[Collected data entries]

::::::::::

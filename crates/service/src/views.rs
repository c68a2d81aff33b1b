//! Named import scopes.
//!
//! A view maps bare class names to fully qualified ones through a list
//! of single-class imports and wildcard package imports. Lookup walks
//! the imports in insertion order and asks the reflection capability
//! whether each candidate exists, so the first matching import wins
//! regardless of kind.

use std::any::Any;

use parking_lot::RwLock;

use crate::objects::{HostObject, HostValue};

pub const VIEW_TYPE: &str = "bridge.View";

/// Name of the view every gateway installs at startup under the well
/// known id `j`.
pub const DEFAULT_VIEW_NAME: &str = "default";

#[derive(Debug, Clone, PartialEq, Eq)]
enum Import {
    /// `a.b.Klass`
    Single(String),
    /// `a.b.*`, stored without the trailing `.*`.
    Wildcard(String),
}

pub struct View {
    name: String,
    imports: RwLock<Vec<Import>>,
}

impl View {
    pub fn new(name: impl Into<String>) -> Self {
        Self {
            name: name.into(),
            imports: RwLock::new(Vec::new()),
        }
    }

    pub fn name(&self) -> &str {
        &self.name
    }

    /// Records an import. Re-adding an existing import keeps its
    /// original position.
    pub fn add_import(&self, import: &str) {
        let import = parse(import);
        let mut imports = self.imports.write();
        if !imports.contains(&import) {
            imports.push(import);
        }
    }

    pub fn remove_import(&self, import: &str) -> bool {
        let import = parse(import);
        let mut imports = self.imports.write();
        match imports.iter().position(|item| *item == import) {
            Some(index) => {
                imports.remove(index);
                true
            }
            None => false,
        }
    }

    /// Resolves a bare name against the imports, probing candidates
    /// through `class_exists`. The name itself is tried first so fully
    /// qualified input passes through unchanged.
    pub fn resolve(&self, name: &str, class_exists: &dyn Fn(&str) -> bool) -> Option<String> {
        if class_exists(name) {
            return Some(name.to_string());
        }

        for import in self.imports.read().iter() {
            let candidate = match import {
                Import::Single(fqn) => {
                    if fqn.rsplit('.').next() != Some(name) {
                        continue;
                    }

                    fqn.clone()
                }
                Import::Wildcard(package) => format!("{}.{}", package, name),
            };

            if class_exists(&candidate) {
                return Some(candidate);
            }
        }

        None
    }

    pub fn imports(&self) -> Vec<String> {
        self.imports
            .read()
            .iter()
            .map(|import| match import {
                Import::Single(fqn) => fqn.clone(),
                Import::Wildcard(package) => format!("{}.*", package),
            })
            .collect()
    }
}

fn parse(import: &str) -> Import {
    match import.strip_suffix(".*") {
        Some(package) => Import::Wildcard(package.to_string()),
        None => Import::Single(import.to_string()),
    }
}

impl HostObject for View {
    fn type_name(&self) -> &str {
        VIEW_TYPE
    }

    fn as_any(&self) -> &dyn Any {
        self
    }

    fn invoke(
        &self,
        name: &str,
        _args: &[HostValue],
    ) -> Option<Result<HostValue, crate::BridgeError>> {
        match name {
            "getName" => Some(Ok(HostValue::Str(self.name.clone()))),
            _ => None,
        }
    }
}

::::::::::

AIM OF THE TASK
Copy each line of the data above that holds "return".

ANSWER TO THE PROBLEM
            return Some(name.to_string());
                return Some(candidate);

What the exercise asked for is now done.